**The task**
Within the listing below, please show every line carrying the string "feature".
•••
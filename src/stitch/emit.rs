//! Via emission and removal

use crate::board::{BoardRegion, Coord, NewVia, ViaType};
use rand::Rng;
use tracing::debug;

use super::cells::CellGrid;
use super::config::{StitchConfig, STITCH_VIA_MARKER};

/// Uniform offset in `[-pitch/4, pitch/4]`
fn jitter<R: Rng + ?Sized>(rng: &mut R, pitch: Coord) -> Coord {
    let quarter = pitch as f64 / 4.0;
    rng.random_range(-quarter..=quarter).round() as Coord
}

/// Add a marked through via on the target net for every remaining candidate
///
/// # Arguments
/// * `board` - Board that receives the vias
/// * `config` - Via size, drill and whether to jitter positions
/// * `grid` - Classified grid after spacing
/// * `rng` - Jitter source, unused unless `config.randomize` is set
///
/// # Returns
/// * `usize` - Number of vias placed
pub fn emit_vias<B, R>(board: &mut B, config: &StitchConfig, grid: &CellGrid, rng: &mut R) -> usize
where
    B: BoardRegion + ?Sized,
    R: Rng + ?Sized,
{
    let pitch = config.pitch();
    let mut placed = 0;

    for candidate in grid.candidates() {
        let mut position = candidate.position;
        if config.randomize {
            let dx = jitter(rng, pitch);
            let dy = jitter(rng, pitch);
            position = position.offset(dx, dy);
        }

        let id = board.add_via(NewVia {
            position,
            diameter: config.via_diameter,
            drill: config.drill,
            via_type: ViaType::Through,
            net_name: config.net_name.clone(),
            marker: Some(STITCH_VIA_MARKER),
        });
        debug!("Added via {} at cell ({}, {})", id, candidate.i, candidate.j);
        placed += 1;
    }

    placed
}

/// Remove every via on the target net that this tool placed
pub fn delete_stitched_vias<B: BoardRegion + ?Sized>(board: &mut B, config: &StitchConfig) -> usize {
    let ids: Vec<_> = board
        .vias()
        .iter()
        .filter(|v| v.net_name == config.net_name && v.marker == Some(STITCH_VIA_MARKER))
        .map(|v| v.id)
        .collect();

    ids.into_iter().filter(|&id| board.remove_via(id).is_some()).count()
}
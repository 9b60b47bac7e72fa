//! Obstacle classification passes
//!
//! The passes run in a fixed order and each one only narrows the set of
//! candidates:
//! 1. target areas accept `Empty` cells,
//! 2. foreign areas and keepouts reject candidates,
//! 3. pads, 4. tracks reject candidates by exact hit test in a local window,
//! 5. text on outer copper marks whole windows without a hit test,
//!    overwriting whatever state the cells had.

use crate::board::{is_outer_copper_layer, BoardRegion, Coord, DrawingKind, GeometryError, Point, Rect, Zone};
use tracing::{debug, warn};

use super::cells::{CellGrid, CellState, RejectReason};
use super::config::StitchConfig;
use super::grid::{GridMapper, IndexWindow};

/// The four corners tested for a via footprint; the centre is never tested
fn corners(center: Point, offset: Coord) -> [Point; 4] {
    [
        center.offset(-offset, -offset),
        center.offset(-offset, offset),
        center.offset(offset, -offset),
        center.offset(offset, offset),
    ]
}

pub fn is_target_area(zone: &Zone, net: &str) -> bool {
    zone.net_name == net
}

/// Largest clearance of any area on the target net, selected or not
pub fn max_target_area_clearance(zones: &[Zone], net: &str) -> Coord {
    zones
        .iter()
        .filter(|z| is_target_area(z, net))
        .map(|z| z.clearance)
        .max()
        .unwrap_or(0)
        .max(0)
}

/// Pass 1: accept every empty cell whose via footprint sits fully inside
/// poured copper of a target area, clear of the area edge
pub fn accept_target_areas<B: BoardRegion + ?Sized>(
    board: &B,
    config: &StitchConfig,
    mapper: &GridMapper,
    grid: &mut CellGrid,
) -> usize {
    let mut accepted = 0;

    for area in board.zones() {
        if !is_target_area(area, &config.net_name) {
            continue;
        }
        if config.only_selected_area && !area.selected {
            continue;
        }
        debug!("Processing target area: net {}, layer {}", area.net_name, area.layer);

        let offset = config.clearance.max(area.clearance) + config.via_diameter / 2;
        for i in 0..grid.width() {
            for j in 0..grid.height() {
                if grid.get(i, j) != CellState::Empty {
                    continue;
                }
                let center = mapper.cell_position(i, j);
                let inside = corners(center, offset).iter().all(|&p| {
                    board.zone_hit_filled(area, p) && !board.zone_hit_edge(area, p, area.clearance)
                });
                if inside && grid.accept(i, j, center) {
                    accepted += 1;
                }
            }
        }
    }

    accepted
}

fn hit_inside<B: BoardRegion + ?Sized>(board: &B, zone: &Zone, p: Point, supported: bool) -> bool {
    supported && board.zone_hit_inside(zone, p)
}

/// Collision of one candidate position with every non-target area.
///
/// Keepouts are checked first and win over any other collision. A foreign
/// zone that merely contains a corner (without poured copper there) loses to
/// a strictly higher-priority target-net zone on the same layer that also
/// contains that corner.
///
/// # Arguments
/// * `board` - Board whose zones are tested
/// * `config` - Run configuration (target net, via size, clearance)
/// * `position` - Candidate via centre
/// * `inside_supported` - Whether the board can answer inside-zone queries
///
/// # Returns
/// * `Option<RejectReason>` - `Keepout` or `OtherArea` on a collision, `None` when clear
pub fn check_via_in_all_areas<B: BoardRegion + ?Sized>(
    board: &B,
    config: &StitchConfig,
    position: Point,
    inside_supported: bool,
) -> Option<RejectReason> {
    let zones = board.zones();
    let net = config.net_name.as_str();
    let offset_for = |area: &Zone| config.clearance.max(area.clearance) + config.via_diameter / 2;

    for area in zones.iter().filter(|z| z.is_keepout() && !is_target_area(z, net)) {
        let hit = corners(position, offset_for(area)).iter().any(|&p| {
            board.zone_hit_filled(area, p)
                || board.zone_hit_edge(area, p, 1)
                || hit_inside(board, area, p, inside_supported)
        });
        if hit {
            return Some(RejectReason::Keepout);
        }
    }

    for area in zones.iter().filter(|z| !z.is_keepout() && !is_target_area(z, net)) {
        for p in corners(position, offset_for(area)) {
            if board.zone_hit_filled(area, p) || board.zone_hit_edge(area, p, 1) {
                return Some(RejectReason::OtherSignal);
            }
            if hit_inside(board, area, p, inside_supported) {
                let shadowed = zones.iter().any(|t| {
                    is_target_area(t, net)
                        && t.priority > area.priority
                        && t.layer == area.layer
                        && hit_inside(board, t, p, inside_supported)
                });
                if !shadowed {
                    return Some(RejectReason::OtherSignal);
                }
            }
        }
    }

    None
}

/// Pass 2: reject candidates colliding with keepouts or other nets' areas
pub fn reject_foreign_areas<B: BoardRegion + ?Sized>(
    board: &B,
    config: &StitchConfig,
    grid: &mut CellGrid,
    inside_supported: bool,
) -> usize {
    let mut rejected = 0;
    for candidate in grid.candidates() {
        if let Some(reason) = check_via_in_all_areas(board, config, candidate.position, inside_supported) {
            if grid.reject(candidate.i, candidate.j, reason) {
                rejected += 1;
            }
        }
    }
    rejected
}

/// Candidate cells in `window` whose clearance square hits the feature.
/// Any hit-test failure discards the whole feature.
fn windowed_hits<F>(
    mapper: &GridMapper,
    grid: &CellGrid,
    window: Option<IndexWindow>,
    half: Coord,
    mut hit: F,
) -> Result<Vec<(usize, usize)>, GeometryError>
where
    F: FnMut(&Rect) -> Result<bool, GeometryError>,
{
    let window = match window {
        Some(w) => w,
        None => return Ok(Vec::new()),
    };

    let mut cells = Vec::new();
    for (i, j) in window.cells() {
        if !grid.get(i, j).is_candidate() {
            continue;
        }
        let square = Rect::centered_square(mapper.cell_position(i, j), half);
        if hit(&square)? {
            cells.push((i, j));
        }
    }
    Ok(cells)
}

fn apply_rejections(grid: &mut CellGrid, cells: Vec<(usize, usize)>, reason: RejectReason) -> usize {
    cells
        .into_iter()
        .filter(|&(i, j)| grid.reject(i, j, reason))
        .count()
}

/// Pass 3: reject candidates too close to any pad, on any layer
pub fn reject_pads<B: BoardRegion + ?Sized>(
    board: &B,
    config: &StitchConfig,
    mapper: &GridMapper,
    grid: &mut CellGrid,
    max_target_clearance: Coord,
) -> usize {
    let mut rejected = 0;

    for pad in board.pads() {
        let offset = pad.clearance.max(config.clearance).max(max_target_clearance) + config.via_diameter / 2;
        let window = mapper.window_around(pad.position, pad.max_size() / 2 + offset);

        match windowed_hits(mapper, grid, window, offset, |rect| board.pad_hits_rect(pad, rect)) {
            Ok(cells) => rejected += apply_rejections(grid, cells, RejectReason::Pad),
            Err(e) => warn!(
                "Skipping pad at ({}, {}): {}",
                pad.position.x, pad.position.y, e
            ),
        }
    }

    rejected
}

/// Pass 4: reject candidates too close to any track, on any layer
pub fn reject_tracks<B: BoardRegion + ?Sized>(
    board: &B,
    config: &StitchConfig,
    mapper: &GridMapper,
    grid: &mut CellGrid,
    max_target_clearance: Coord,
) -> usize {
    let mut rejected = 0;

    for track in board.tracks() {
        let offset = track.clearance.max(config.clearance).max(max_target_clearance)
            + config.via_diameter / 2
            + track.width / 2;
        let min = Point::new(
            track.start.x.min(track.end.x) - offset,
            track.start.y.min(track.end.y) - offset,
        );
        let max = Point::new(
            track.start.x.max(track.end.x) + offset,
            track.start.y.max(track.end.y) + offset,
        );

        let window = mapper.window(min, max);

        match windowed_hits(mapper, grid, window, offset, |rect| board.track_hits_rect(track, rect)) {
            Ok(cells) => rejected += apply_rejections(grid, cells, RejectReason::Track),
            Err(e) => warn!(
                "Skipping track ({}, {})-({}, {}): {}",
                track.start.x, track.start.y, track.end.x, track.end.y, e
            ),
        }
    }

    rejected
}

/// Pass 5: mark every cell under text on outer copper, inflated by one
/// pitch, as `Drawing`. Earlier rejection reasons are overwritten.
pub fn block_drawings<B: BoardRegion + ?Sized>(
    board: &B,
    config: &StitchConfig,
    mapper: &GridMapper,
    grid: &mut CellGrid,
) -> usize {
    let inter = config.clearance + config.via_diameter;
    let mut blocked = 0;

    let texts = board
        .drawings()
        .iter()
        .filter(|d| d.kind == DrawingKind::Text && is_outer_copper_layer(&d.layer));
    for drawing in texts {
        let bbox = &drawing.bbox;
        let min = bbox.origin.offset(-inter, -inter);
        let max = Point::new(bbox.right() + inter, bbox.bottom() + inter);
        if let Some(window) = mapper.window(min, max) {
            blocked += window
                .cells()
                .filter(|&(i, j)| grid.mark(i, j, RejectReason::Drawing))
                .count();
        }
    }

    blocked
}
•••
**Exercise response**
/// Candidate cells in `window` whose clearance square hits the feature.
/// Any hit-test failure discards the whole feature.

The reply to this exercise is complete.